Experiments at Millbrook continued until the spring of 1967, when the government’s frequent narcotic search and seizures forced an end to Leary’s time at the estate.
Although it began and ended in just four years, the Millbrook estate era had an everlasting affect on people’s perceptions of LSD. Unlike the research done by scientists and government officials in the 1950’s, Dr. Leary and the growing youth counterculture received unprecedented amounts of publicity from the media throughout the 60’s. During the early part of the decade Leary’s proselytizing words could be heard everywhere, however the medias over involvement in Leary’s life would prove to have a permanently damaging effect on his reputation. It surfaced that Leary admitted to still feeling a ‘psychic displacement’ years after his first LSD trip. When speaking about the trip he said, “I have never recovered from that shattering ontological confrontation. I have never been able to take myself, my mind, and the social world around me seriously.” Leary’s growing confusion led him to publish his own, ‘updated’, version of The Tibetan Book of the Dead, which he declared the ultimate psychedelic manual (A guide/set of instructions used by someone during an LSD trip that supposedly helps the person confront their acid trip with minimal fear and anxiety. Interestingly enough, many LSD users reported having worse experiences uses Leary’s manual). The manual went against the traditional idea that every person should have their own unique experience; therefore sparking disagreements among various acid veterans in the mid 1960’s. Leary caught heavy criticism within the psychedelic community after publishing his manual. Even Dr. Hollingshead, changed his stance on LSD after he saw what Leary had gone through. “Let’s face it-LSD is not the key to a new metaphysics of being or a politics of ecstasy. The ‘pure light’ of an acid session is not this-it may even be the apotheosis of distractions, the ultimate and most dangerous temptation. But it does allow one to live at least for a time in the light of the knowledge that every moment of time is a window into eternity, that the absolute is manifest in every appearance and relationship. ”Despite strong dissenting opinions Leary kept some of his core followers, and persisted that if a particular spiritual state could be produced regularly the psychedelic movement would skyrocket.

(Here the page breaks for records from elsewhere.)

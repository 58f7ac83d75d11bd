// ── Comment store adapter ──

use tracing::debug;

use crate::backend::RemoteStore;
use crate::error::CoreError;
use crate::model::{Comment, CoordinateKey, SiteKind};

/// Trim `text` and reject it when nothing is left.
pub fn normalize_comment(text: &str) -> Result<&str, CoreError> {
    let trimmed = text.trim();
    if trimmed.is_empty() {
        return Err(CoreError::ValidationFailed {
            message: "comment text is empty".into(),
        });
    }
    Ok(trimmed)
}

/// Append a comment to a site and return it with its server-assigned id.
pub async fn add_comment(
    store: &dyn RemoteStore,
    kind: SiteKind,
    key: &CoordinateKey,
    text: &str,
) -> Result<Comment, CoreError> {
    let text = normalize_comment(text)?;
    let id = store.push_comment(kind, key, text).await?;
    debug!(%key, %id, "comment added");
    Ok(Comment {
        id,
        text: text.to_owned(),
    })
}

/// Read a site's comments once, oldest first.
pub async fn comments(
    store: &dyn RemoteStore,
    kind: SiteKind,
    key: &CoordinateKey,
) -> Result<Vec<Comment>, CoreError> {
    store.read_comments(kind, key).await
}
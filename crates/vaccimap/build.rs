use std::fs;
use std::path::{Path, PathBuf};

use clap::CommandFactory;
use clap_complete::Shell;

// cli.rs only depends on clap + clap_complete, both build-dependencies.
#[path = "src/cli.rs"]
mod cli;

fn main() {
    println!("cargo::rerun-if-changed=src/cli.rs");

    let out_dir: PathBuf = std::env::var_os("OUT_DIR")
        .expect("OUT_DIR not set by Cargo")
        .into();

    let man_dir = out_dir.join("man");
    fs::create_dir_all(&man_dir).expect("failed to create man output directory");
    generate_manpages(&cli::Cli::command(), &man_dir);

    let completions_dir = out_dir.join("completions");
    fs::create_dir_all(&completions_dir).expect("failed to create completions directory");
    for shell in [Shell::Bash, Shell::Zsh, Shell::Fish] {
        let mut cmd = cli::Cli::command();
        clap_complete::generate_to(shell, &mut cmd, "vaccimap", &completions_dir)
            .unwrap_or_else(|e| panic!("failed to generate {shell} completions: {e}"));
    }
}

/// Render a man page for `cmd` and, recursively, each visible subcommand.
fn generate_manpages(cmd: &clap::Command, dir: &Path) {
    let name = cmd.get_name().to_owned();
    let path = dir.join(format!("{name}.1"));

    let mut buf = Vec::new();
    clap_mangen::Man::new(cmd.clone())
        .render(&mut buf)
        .unwrap_or_else(|e| panic!("failed to render man page for `{name}`: {e}"));
    fs::write(&path, buf).unwrap_or_else(|e| panic!("failed to write {}: {e}", path.display()));

    for sub in cmd.get_subcommands().filter(|sub| !sub.is_hide_set()) {
        let sub = sub.clone().name(format!("{name}-{}", sub.get_name()));
        generate_manpages(&sub, dir);
    }
}
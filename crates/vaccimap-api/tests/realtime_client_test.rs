// Integration tests for `RealtimeClient` and `EventStream` using wiremock.
#![allow(clippy::unwrap_used)]

use std::collections::BTreeMap;
use std::time::Duration;

use pretty_assertions::assert_eq;
use secrecy::SecretString;
use serde_json::{Value, json};
use tokio_util::sync::CancellationToken;
use wiremock::matchers::{body_json, header, method, path, query_param};
use wiremock::{Mock, MockServer, ResponseTemplate};

use vaccimap_api::{Error, EventStream, RealtimeClient, ReconnectConfig, StreamEvent};

// ── Helpers ─────────────────────────────────────────────────────────

async fn setup() -> (MockServer, RealtimeClient) {
    let server = MockServer::start().await;
    let client = RealtimeClient::from_reqwest(&server.uri(), reqwest::Client::new()).unwrap();
    (server, client)
}

const SITE_PATH: &str = "/Testing%20Sites/40_713%20-74_006/site%20data.json";

// ── REST ────────────────────────────────────────────────────────────

#[tokio::test]
async fn test_get_site_data() {
    let (server, client) = setup().await;

    Mock::given(method("GET"))
        .and(path(SITE_PATH))
        .respond_with(ResponseTemplate::new(200).set_body_json(json!({
            "coordinates": "40.713 -74.006",
            "is vaccination site": false,
            "wait time": "15",
            "availability": true,
        })))
        .mount(&server)
        .await;

    let value: Option<Value> = client
        .get(&["Testing Sites", "40_713 -74_006", "site data"])
        .await
        .unwrap();

    let value = value.unwrap();
    assert_eq!(value["coordinates"], "40.713 -74.006");
    assert_eq!(value["wait time"], "15");
}

#[tokio::test]
async fn test_get_missing_location_is_none() {
    let (server, client) = setup().await;

    Mock::given(method("GET"))
        .and(path("/Vaccination%20Sites/1_0%202_0/comments.json"))
        .respond_with(ResponseTemplate::new(200).set_body_string("null"))
        .mount(&server)
        .await;

    let comments: Option<BTreeMap<String, String>> = client
        .get(&["Vaccination Sites", "1_0 2_0", "comments"])
        .await
        .unwrap();
    assert!(comments.is_none());
}

#[tokio::test]
async fn test_put_sends_body_and_auth() {
    let (server, client) = setup().await;
    let client = client.with_auth(SecretString::from("token-123".to_string()));

    let body = json!({
        "coordinates": "40.713 -74.006",
        "is vaccination site": false,
        "wait time": "",
        "availability": false,
    });

    Mock::given(method("PUT"))
        .and(path(SITE_PATH))
        .and(query_param("auth", "token-123"))
        .and(query_param("print", "silent"))
        .and(body_json(&body))
        .respond_with(ResponseTemplate::new(204))
        .expect(1)
        .mount(&server)
        .await;

    client
        .put(&["Testing Sites", "40_713 -74_006", "site data"], &body)
        .await
        .unwrap();
}

#[tokio::test]
async fn test_push_returns_generated_key() {
    let (server, client) = setup().await;

    Mock::given(method("POST"))
        .and(path("/Testing%20Sites/40_713%20-74_006/comments.json"))
        .and(body_json(json!("Line was short")))
        .respond_with(
            ResponseTemplate::new(200).set_body_json(json!({ "name": "-NxAbc123" })),
        )
        .mount(&server)
        .await;

    let key = client
        .push(
            &["Testing Sites", "40_713 -74_006", "comments"],
            &"Line was short",
        )
        .await
        .unwrap();
    assert_eq!(key, "-NxAbc123");
}

#[tokio::test]
async fn test_delete() {
    let (server, client) = setup().await;

    Mock::given(method("DELETE"))
        .and(path("/Testing%20Sites/40_713%20-74_006.json"))
        .respond_with(ResponseTemplate::new(200).set_body_string("null"))
        .expect(1)
        .mount(&server)
        .await;

    client
        .delete(&["Testing Sites", "40_713 -74_006"])
        .await
        .unwrap();
}

// ── Error handling ──────────────────────────────────────────────────

#[tokio::test]
async fn test_permission_denied() {
    let (server, client) = setup().await;

    Mock::given(method("PUT"))
        .respond_with(
            ResponseTemplate::new(401).set_body_json(json!({ "error": "Permission denied" })),
        )
        .mount(&server)
        .await;

    let err = client
        .put(&["Testing Sites", "k", "site data"], &json!({}))
        .await
        .unwrap_err();

    match err {
        Error::PermissionDenied { message } => assert_eq!(message, "Permission denied"),
        other => panic!("expected PermissionDenied, got: {other:?}"),
    }
}

#[tokio::test]
async fn test_server_error_keeps_raw_body() {
    let (server, client) = setup().await;

    Mock::given(method("DELETE"))
        .respond_with(ResponseTemplate::new(503).set_body_string("upstream unavailable"))
        .mount(&server)
        .await;

    let err = client.delete(&["Testing Sites", "k"]).await.unwrap_err();
    assert!(err.is_transient());
    match err {
        Error::Api { status, message } => {
            assert_eq!(status, 503);
            assert_eq!(message, "upstream unavailable");
        }
        other => panic!("expected Api error, got: {other:?}"),
    }
}

#[tokio::test]
async fn test_bad_push_response_is_deserialization_error() {
    let (server, client) = setup().await;

    Mock::given(method("POST"))
        .respond_with(ResponseTemplate::new(200).set_body_string("[]"))
        .mount(&server)
        .await;

    let err = client.push(&["x"], &"y").await.unwrap_err();
    assert!(matches!(err, Error::Deserialization { .. }));
}

// ── Event stream ────────────────────────────────────────────────────

#[tokio::test]
async fn test_event_stream_delivers_put_then_patch() {
    let (server, client) = setup().await;

    let body = concat!(
        "event: put\n",
        "data: {\"path\":\"/\",\"data\":{\"40_713 -74_006\":{\"site data\":{\"coordinates\":\"40.713 -74.006\"}}}}\n",
        "\n",
        "event: keep-alive\n",
        "data: null\n",
        "\n",
        "event: patch\n",
        "data: {\"path\":\"/40_713 -74_006/site data\",\"data\":{\"wait time\":\"20\"}}\n",
        "\n",
    );

    Mock::given(method("GET"))
        .and(path("/Testing%20Sites.json"))
        .and(header("accept", "text/event-stream"))
        .respond_with(ResponseTemplate::new(200).set_body_raw(body, "text/event-stream"))
        .mount(&server)
        .await;

    let cancel = CancellationToken::new();
    let mut stream = EventStream::connect(
        client,
        vec!["Testing Sites".into()],
        ReconnectConfig::default(),
        cancel.clone(),
    );

    let first = tokio::time::timeout(Duration::from_secs(5), stream.recv())
        .await
        .unwrap()
        .unwrap();
    assert_eq!(first.path(), "/");
    assert!(matches!(first, StreamEvent::Put { .. }));

    let second = tokio::time::timeout(Duration::from_secs(5), stream.recv())
        .await
        .unwrap()
        .unwrap();
    assert_eq!(
        second,
        StreamEvent::Patch {
            path: "/40_713 -74_006/site data".into(),
            data: json!({ "wait time": "20" }),
        }
    );

    stream.shutdown();
}

#[tokio::test]
async fn test_event_stream_gives_up_after_max_retries() {
    let (server, client) = setup().await;

    Mock::given(method("GET"))
        .respond_with(
            ResponseTemplate::new(401).set_body_json(json!({ "error": "Permission denied" })),
        )
        .mount(&server)
        .await;

    let reconnect = ReconnectConfig {
        initial_delay: Duration::from_millis(1),
        max_delay: Duration::from_millis(5),
        max_retries: Some(1),
    };
    let mut stream = EventStream::connect(
        client,
        vec!["Testing Sites".into()],
        reconnect,
        CancellationToken::new(),
    );

    let next = tokio::time::timeout(Duration::from_secs(5), stream.recv())
        .await
        .unwrap();
    assert!(next.is_none());
}
// ── Filter predicates for site snapshots ──
//
// Used by consumers to narrow a snapshot without touching the registry.

use crate::model::{PinColor, SiteKind, SiteRecord};

/// Filter predicate for site records.
pub enum SiteFilter {
    All,
    ByKind(SiteKind),
    ByColor(PinColor),
    Available,
    Unavailable,
    /// Known wait time of at most this many minutes.
    MaxWait(u32),
    /// Every inner filter matches. Empty matches everything.
    AllOf(Vec<SiteFilter>),
    Custom(Box<dyn Fn(&SiteRecord) -> bool + Send + Sync>),
}

impl SiteFilter {
    pub fn matches(&self, site: &SiteRecord) -> bool {
        match self {
            Self::All => true,
            Self::ByKind(kind) => site.kind == *kind,
            Self::ByColor(color) => site.color() == *color,
            Self::Available => site.available,
            Self::Unavailable => !site.available,
            Self::MaxWait(max) => site.wait_time_minutes.is_some_and(|w| w <= *max),
            Self::AllOf(filters) => filters.iter().all(|f| f.matches(site)),
            Self::Custom(f) => f(site),
        }
    }
}

#[cfg(test)]
#[allow(clippy::unwrap_used)]
mod tests {
    use super::*;

    #[test]
    fn filters_match() {
        let site = SiteRecord::new(SiteKind::VaccinationSite, 1.0, 2.0, Some(20), false).unwrap();

        assert!(SiteFilter::All.matches(&site));
        assert!(SiteFilter::ByKind(SiteKind::VaccinationSite).matches(&site));
        assert!(!SiteFilter::ByKind(SiteKind::TestingSite).matches(&site));
        assert!(SiteFilter::ByColor(PinColor::Gray).matches(&site));
        assert!(SiteFilter::Unavailable.matches(&site));
        assert!(!SiteFilter::Available.matches(&site));
        assert!(SiteFilter::MaxWait(30).matches(&site));
        assert!(!SiteFilter::MaxWait(10).matches(&site));
        assert!(SiteFilter::Custom(Box::new(|s| s.latitude > 0.5)).matches(&site));
        assert!(SiteFilter::AllOf(vec![]).matches(&site));
        assert!(
            SiteFilter::AllOf(vec![SiteFilter::Unavailable, SiteFilter::MaxWait(20)]).matches(&site)
        );
        assert!(
            !SiteFilter::AllOf(vec![SiteFilter::Unavailable, SiteFilter::MaxWait(19)])
                .matches(&site)
        );
    }

    #[test]
    fn unknown_wait_never_matches_max_wait() {
        let site = SiteRecord::new(SiteKind::TestingSite, 1.0, 2.0, None, true).unwrap();
        assert!(!SiteFilter::MaxWait(u32::MAX).matches(&site));
    }
}
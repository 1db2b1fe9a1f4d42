//! Test bench configuration.
//!
//! Loaded from TOML; every field has a default, so an empty file is valid.
//!
//! ```toml
//! [http]
//! timeout_secs = 30
//! max_body_bytes = 10485760
//! user_agent = "apiprobe/0.1"
//!
//! [pagination]
//! max_iterations = 10
//! page_param = "page"
//! limit_param = "limit"
//! default_limit = 50
//!
//! [history]
//! capacity = 50
//!
//! [platform]
//! base_url = "https://platform.example.com/api"
//! auth_token = "..."
//! ```
//!
//! Environment overrides (applied by [`ProbeConfig::apply_env_overrides`]):
//! `APIPROBE_PLATFORM_URL`, `APIPROBE_PLATFORM_TOKEN`,
//! `APIPROBE_HTTP_TIMEOUT_SECS`.

use std::num::{NonZeroU32, NonZeroU64};
use std::path::Path;
use std::time::Duration;

use apiprobe_core::{CursorSource, PaginationPolicy};
use serde::{Deserialize, Serialize};

use crate::controller::DEFAULT_MAX_ITERATIONS;
use crate::transport::DEFAULT_MAX_BODY_BYTES;

pub const ENV_PLATFORM_URL: &str = "APIPROBE_PLATFORM_URL";
pub const ENV_PLATFORM_TOKEN: &str = "APIPROBE_PLATFORM_TOKEN";
pub const ENV_HTTP_TIMEOUT_SECS: &str = "APIPROBE_HTTP_TIMEOUT_SECS";

const DEFAULT_TIMEOUT_SECS: NonZeroU64 = match NonZeroU64::new(30) {
    Some(n) => n,
    None => unreachable!(),
};

#[derive(Debug, thiserror::Error)]
pub enum ConfigError {
    #[error("could not read '{path}': {source}")]
    Read {
        path: String,
        #[source]
        source: std::io::Error,
    },

    #[error("could not parse configuration: {0}")]
    Parse(#[from] toml::de::Error),

    #[error("invalid value for {name}: '{value}'")]
    InvalidOverride { name: &'static str, value: String },
}

#[derive(Debug, Clone, Default, PartialEq, Serialize, Deserialize)]
#[serde(default)]
pub struct ProbeConfig {
    pub http: HttpSettings,
    pub pagination: PaginationDefaults,
    pub history: HistorySettings,
    pub platform: Option<PlatformSettings>,
}

/// `[http]` — outgoing test calls.
#[derive(Debug, Clone, PartialEq, Serialize, Deserialize)]
#[serde(default)]
pub struct HttpSettings {
    /// Zero is rejected: a zero global timeout would fail every call.
    pub timeout_secs: NonZeroU64,
    /// Response bodies are truncated past this size.
    pub max_body_bytes: u64,
    pub user_agent: Option<String>,
}

impl Default for HttpSettings {
    fn default() -> Self {
        HttpSettings {
            timeout_secs: DEFAULT_TIMEOUT_SECS,
            max_body_bytes: DEFAULT_MAX_BODY_BYTES,
            user_agent: None,
        }
    }
}

impl HttpSettings {
    pub fn timeout(&self) -> Duration {
        Duration::from_secs(self.timeout_secs.get())
    }
}

/// `[pagination]` — used when a paginated run has no explicit policy.
#[derive(Debug, Clone, PartialEq, Serialize, Deserialize)]
#[serde(default)]
pub struct PaginationDefaults {
    pub max_iterations: NonZeroU32,
    pub page_param: String,
    pub limit_param: String,
    pub default_limit: u32,
}

impl Default for PaginationDefaults {
    fn default() -> Self {
        PaginationDefaults {
            max_iterations: DEFAULT_MAX_ITERATIONS,
            page_param: "page".to_string(),
            limit_param: "limit".to_string(),
            default_limit: 50,
        }
    }
}

impl PaginationDefaults {
    /// An enabled link-header policy with these parameter names. The
    /// iteration bound is left unset so the controller default applies.
    pub fn policy(&self) -> PaginationPolicy {
        PaginationPolicy {
            enabled: true,
            max_iterations: None,
            page_param_name: self.page_param.clone(),
            limit_param_name: self.limit_param.clone(),
            default_limit: self.default_limit,
            cursor: CursorSource::LinkHeader,
        }
    }
}

/// `[history]`
#[derive(Debug, Clone, PartialEq, Serialize, Deserialize)]
#[serde(default)]
pub struct HistorySettings {
    pub capacity: usize,
}

impl Default for HistorySettings {
    fn default() -> Self {
        HistorySettings { capacity: 50 }
    }
}

/// `[platform]` — the REST backend for accounts, methods, namespaces and
/// schemas.
#[derive(Debug, Clone, Default, PartialEq, Serialize, Deserialize)]
#[serde(default)]
pub struct PlatformSettings {
    pub base_url: String,
    pub auth_token: Option<String>,
}

impl ProbeConfig {
    pub fn from_toml_str(content: &str) -> Result<Self, ConfigError> {
        Ok(toml::from_str(content)?)
    }

    /// Apply `APIPROBE_*` environment variables on top of the file values.
    pub fn apply_env_overrides(&mut self) -> Result<(), ConfigError> {
        self.apply_overrides_from(|name| std::env::var(name).ok())
    }

    /// Apply overrides from an arbitrary variable lookup.
    pub fn apply_overrides_from<F>(&mut self, lookup: F) -> Result<(), ConfigError>
    where
        F: Fn(&str) -> Option<String>,
    {
        let non_empty = |name: &str| lookup(name).filter(|v| !v.trim().is_empty());

        if let Some(url) = non_empty(ENV_PLATFORM_URL) {
            self.platform.get_or_insert_with(Default::default).base_url = url;
        }
        if let Some(token) = non_empty(ENV_PLATFORM_TOKEN) {
            self.platform.get_or_insert_with(Default::default).auth_token = Some(token);
        }
        if let Some(raw) = non_empty(ENV_HTTP_TIMEOUT_SECS) {
            self.http.timeout_secs = raw.trim().parse().map_err(|_| ConfigError::InvalidOverride {
                name: ENV_HTTP_TIMEOUT_SECS,
                value: raw.clone(),
            })?;
        }
        Ok(())
    }
}

/// Read and parse a configuration file, then apply environment overrides.
pub fn read_config(path: &Path) -> Result<ProbeConfig, ConfigError> {
    let content = std::fs::read_to_string(path).map_err(|source| ConfigError::Read {
        path: path.display().to_string(),
        source,
    })?;
    let mut config = ProbeConfig::from_toml_str(&content)?;
    config.apply_env_overrides()?;
    Ok(config)
}
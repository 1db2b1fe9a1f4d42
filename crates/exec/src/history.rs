use std::collections::VecDeque;
use std::sync::{Mutex, PoisonError};

use crate::controller::ExecutionReport;

/// Recently applied reports, looked up by execution id.
///
/// Bounded: once `capacity` reports are held, recording a new one evicts
/// the oldest.
#[derive(Debug)]
pub struct ExecutionHistory {
    capacity: usize,
    reports: Mutex<VecDeque<ExecutionReport>>,
}

impl ExecutionHistory {
    pub fn new(capacity: usize) -> Self {
        ExecutionHistory {
            capacity,
            reports: Mutex::new(VecDeque::with_capacity(capacity)),
        }
    }

    pub fn capacity(&self) -> usize {
        self.capacity
    }

    pub fn record(&self, report: ExecutionReport) {
        if self.capacity == 0 {
            return;
        }
        let mut reports = self.reports.lock().unwrap_or_else(PoisonError::into_inner);
        while reports.len() >= self.capacity {
            reports.pop_front();
        }
        reports.push_back(report);
    }

    pub fn get(&self, execution_id: &str) -> Option<ExecutionReport> {
        let reports = self.reports.lock().unwrap_or_else(PoisonError::into_inner);
        reports
            .iter()
            .rev()
            .find(|r| r.execution_id == execution_id)
            .cloned()
    }

    pub fn len(&self) -> usize {
        self.reports
            .lock()
            .unwrap_or_else(PoisonError::into_inner)
            .len()
    }

    pub fn is_empty(&self) -> bool {
        self.len() == 0
    }

    /// Execution ids, newest first.
    pub fn ids(&self) -> Vec<String> {
        let reports = self.reports.lock().unwrap_or_else(PoisonError::into_inner);
        reports.iter().rev().map(|r| r.execution_id.clone()).collect()
    }
}
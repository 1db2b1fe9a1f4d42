//! apiprobe-exec: the effectful half of the method test bench.
//!
//! - [`transport`] -- the HTTP seam and its `ureq` implementation
//! - [`controller`] -- single-shot and paginated execution under a session guard
//! - [`session`] -- busy flag and cooperative cancellation per test session
//! - [`pagination`] -- next-page extraction (link header, body field, page counter)
//! - [`linker`] -- save-then-link saga for response schemas
//! - [`workbench`] -- everything above wired to the platform stores
//!
//! The library logs through `tracing` and never installs a subscriber.

pub mod config;
pub mod controller;
pub mod history;
pub mod linker;
pub mod pagination;
pub mod session;
pub mod transport;
pub mod workbench;

pub use config::{read_config, ConfigError, ProbeConfig};
pub use controller::{ExecutionController, ExecutionReport, RunOutcome, StopReason};
pub use history::ExecutionHistory;
pub use linker::{SaveReport, SaveSchemaRequest, SaveStep, SchemaLinker, StepReport, StepStatus};
pub use session::{CancelToken, Phase, RunGuard, SessionBusy, TestSession};
pub use transport::{HttpResponse, HttpTransport, TransportError, UreqTransport};
pub use workbench::{Workbench, WorkbenchError};
use apiprobe_storage::conformance::run_conformance_suite;

#[tokio::test]
async fn memory_platform_passes_conformance() {
    let report = run_conformance_suite(|fixtures| async move { fixtures.seed_memory() }).await;
    assert!(report.total > 0);
    assert_eq!(report.failed, 0, "{report}");
}
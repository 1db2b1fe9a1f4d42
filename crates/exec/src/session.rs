//! Per-session run state: the busy guard and cooperative cancellation.
//!
//! A [`TestSession`] is a small state machine:
//!
//! ```text
//!   Idle ──begin──▶ Running{n} ──complete──▶ Idle
//!    ▲                 │
//!    │               cancel
//!    │                 ▼
//!    └───begin──── Cancelled{n}
//! ```
//!
//! `begin` while `Running` is refused, so a session never has more than one
//! outstanding call. A run's report is applied only while the session is
//! still `Running` that same run; anything arriving after a cancel is dropped.

use std::sync::{Mutex, MutexGuard, PoisonError};

use tokio::sync::watch;

use crate::controller::ExecutionReport;

/// Where a session currently stands.
#[derive(Debug, Clone, Copy, Default, PartialEq, Eq)]
pub enum Phase {
    #[default]
    Idle,
    Running { run: u64 },
    Cancelled { run: u64 },
}

/// Returned by [`TestSession::begin`] when a run is already in flight.
#[derive(Debug, Clone, Copy, PartialEq, Eq, thiserror::Error)]
#[error("a test run is already in progress for this session")]
pub struct SessionBusy;

#[derive(Debug, Default)]
struct SessionState {
    phase: Phase,
    runs_started: u64,
    cancel: Option<watch::Sender<bool>>,
    latest: Option<ExecutionReport>,
}

/// One test-bench session (one open test form).
#[derive(Debug, Default)]
pub struct TestSession {
    state: Mutex<SessionState>,
}

impl TestSession {
    pub fn new() -> Self {
        Self::default()
    }

    fn lock(&self) -> MutexGuard<'_, SessionState> {
        self.state.lock().unwrap_or_else(PoisonError::into_inner)
    }

    pub fn phase(&self) -> Phase {
        self.lock().phase
    }

    pub fn is_busy(&self) -> bool {
        matches!(self.phase(), Phase::Running { .. })
    }

    /// The last report that was applied to this session.
    pub fn latest(&self) -> Option<ExecutionReport> {
        self.lock().latest.clone()
    }

    /// Start a run. Refused while another run is in flight.
    pub fn begin(&self) -> Result<RunGuard<'_>, SessionBusy> {
        let mut state = self.lock();
        if let Phase::Running { .. } = state.phase {
            return Err(SessionBusy);
        }
        state.runs_started += 1;
        let run = state.runs_started;
        let (sender, receiver) = watch::channel(false);
        state.cancel = Some(sender);
        state.phase = Phase::Running { run };
        Ok(RunGuard {
            session: self,
            run,
            token: CancelToken { receiver },
            finished: false,
        })
    }

    /// Cancel the in-flight run, if any. Returns whether a run was cancelled.
    pub fn cancel(&self) -> bool {
        let mut state = self.lock();
        let Phase::Running { run } = state.phase else {
            return false;
        };
        state.phase = Phase::Cancelled { run };
        if let Some(sender) = &state.cancel {
            sender.send_replace(true);
        }
        true
    }

    /// Clear the stored report, e.g. when the form is reopened.
    pub fn reset(&self) {
        let mut state = self.lock();
        if !matches!(state.phase, Phase::Running { .. }) {
            state.phase = Phase::Idle;
        }
        state.latest = None;
    }
}

/// Fires when the run it was issued for is cancelled.
#[derive(Debug, Clone)]
pub struct CancelToken {
    receiver: watch::Receiver<bool>,
}

impl CancelToken {
    pub fn is_cancelled(&self) -> bool {
        *self.receiver.borrow()
    }

    /// Resolves once the run is cancelled. Never resolves if the session
    /// moved on to a newer run without cancelling this one.
    pub async fn cancelled(&mut self) {
        if self.receiver.wait_for(|cancelled| *cancelled).await.is_err() {
            std::future::pending::<()>().await;
        }
    }
}

/// Ownership of one run. Completing it applies the report; dropping it
/// unfinished frees the session.
#[derive(Debug)]
pub struct RunGuard<'a> {
    session: &'a TestSession,
    run: u64,
    token: CancelToken,
    finished: bool,
}

impl RunGuard<'_> {
    pub fn run(&self) -> u64 {
        self.run
    }

    pub fn token(&self) -> CancelToken {
        self.token.clone()
    }

    /// Apply `report` if this run is still the session's live run.
    /// Returns `false` when the run was cancelled and the report discarded.
    pub fn complete(mut self, report: ExecutionReport) -> bool {
        self.finished = true;
        let mut state = self.session.lock();
        if state.phase != (Phase::Running { run: self.run }) {
            return false;
        }
        state.phase = Phase::Idle;
        state.cancel = None;
        state.latest = Some(report);
        true
    }
}

impl Drop for RunGuard<'_> {
    fn drop(&mut self) {
        if self.finished {
            return;
        }
        let mut state = self.session.lock();
        if state.phase == (Phase::Running { run: self.run }) {
            state.phase = Phase::Idle;
            state.cancel = None;
        }
    }
}

// ──────────────────────────────────────────────
// Tests
// ──────────────────────────────────────────────

#[cfg(test)]
mod tests {
    use super::*;
    use crate::controller::{ExecutionReport, StopReason};

    fn report(id: &str) -> ExecutionReport {
        ExecutionReport {
            execution_id: id.to_string(),
            paginated: false,
            pages: Vec::new(),
            stop: StopReason::SinglePage,
            started_at: "2026-01-01T00:00:00Z".to_string(),
        }
    }

    #[test]
    fn second_begin_is_refused_while_running() {
        let session = TestSession::new();
        let guard = session.begin().unwrap();
        assert!(session.is_busy());
        assert_eq!(session.begin().unwrap_err(), SessionBusy);
        assert!(guard.complete(report("a")));
        assert_eq!(session.phase(), Phase::Idle);
        assert!(session.begin().is_ok());
    }

    #[test]
    fn cancelled_run_report_is_discarded() {
        let session = TestSession::new();
        let guard = session.begin().unwrap();
        let token = guard.token();
        assert!(session.cancel());
        assert!(token.is_cancelled());
        assert_eq!(session.phase(), Phase::Cancelled { run: 1 });

        assert!(!guard.complete(report("late")));
        assert!(session.latest().is_none());
    }

    #[test]
    fn cancel_without_run_is_noop() {
        let session = TestSession::new();
        assert!(!session.cancel());
        assert_eq!(session.phase(), Phase::Idle);
    }

    #[test]
    fn new_run_after_cancel_is_not_affected_by_old_guard() {
        let session = TestSession::new();
        let old = session.begin().unwrap();
        session.cancel();
        let fresh = session.begin().unwrap();
        assert_eq!(fresh.run(), 2);
        assert!(!fresh.token().is_cancelled());

        assert!(!old.complete(report("old")));
        assert_eq!(session.phase(), Phase::Running { run: 2 });
        assert!(fresh.complete(report("new")));
        assert_eq!(session.latest().unwrap().execution_id, "new");
    }

    #[test]
    fn dropping_unfinished_guard_frees_session() {
        let session = TestSession::new();
        {
            let _guard = session.begin().unwrap();
            assert!(session.is_busy());
        }
        assert_eq!(session.phase(), Phase::Idle);
    }

    #[tokio::test]
    async fn token_resolves_on_cancel() {
        let session = TestSession::new();
        let guard = session.begin().unwrap();
        let mut token = guard.token();
        session.cancel();
        tokio::time::timeout(std::time::Duration::from_secs(1), token.cancelled())
            .await
            .unwrap();
    }
}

I believe that Tim Leary had varying effects on LSD’s role in American culture. He acted as a spokesperson for LSD until the day he passed away. For numerous years he was the driving force behind the entire psychedelic and LSD movement. However, I feel that if he had produced more definitive scientific studies while at the Millbrook estate, the scientific community, and more importantly the government would have been inclined to listen to his opinions.

1 comment:

  1. Hollingshead was not a 'prominent British doctor'. Nor indeed a doctor of any kind whatsoever!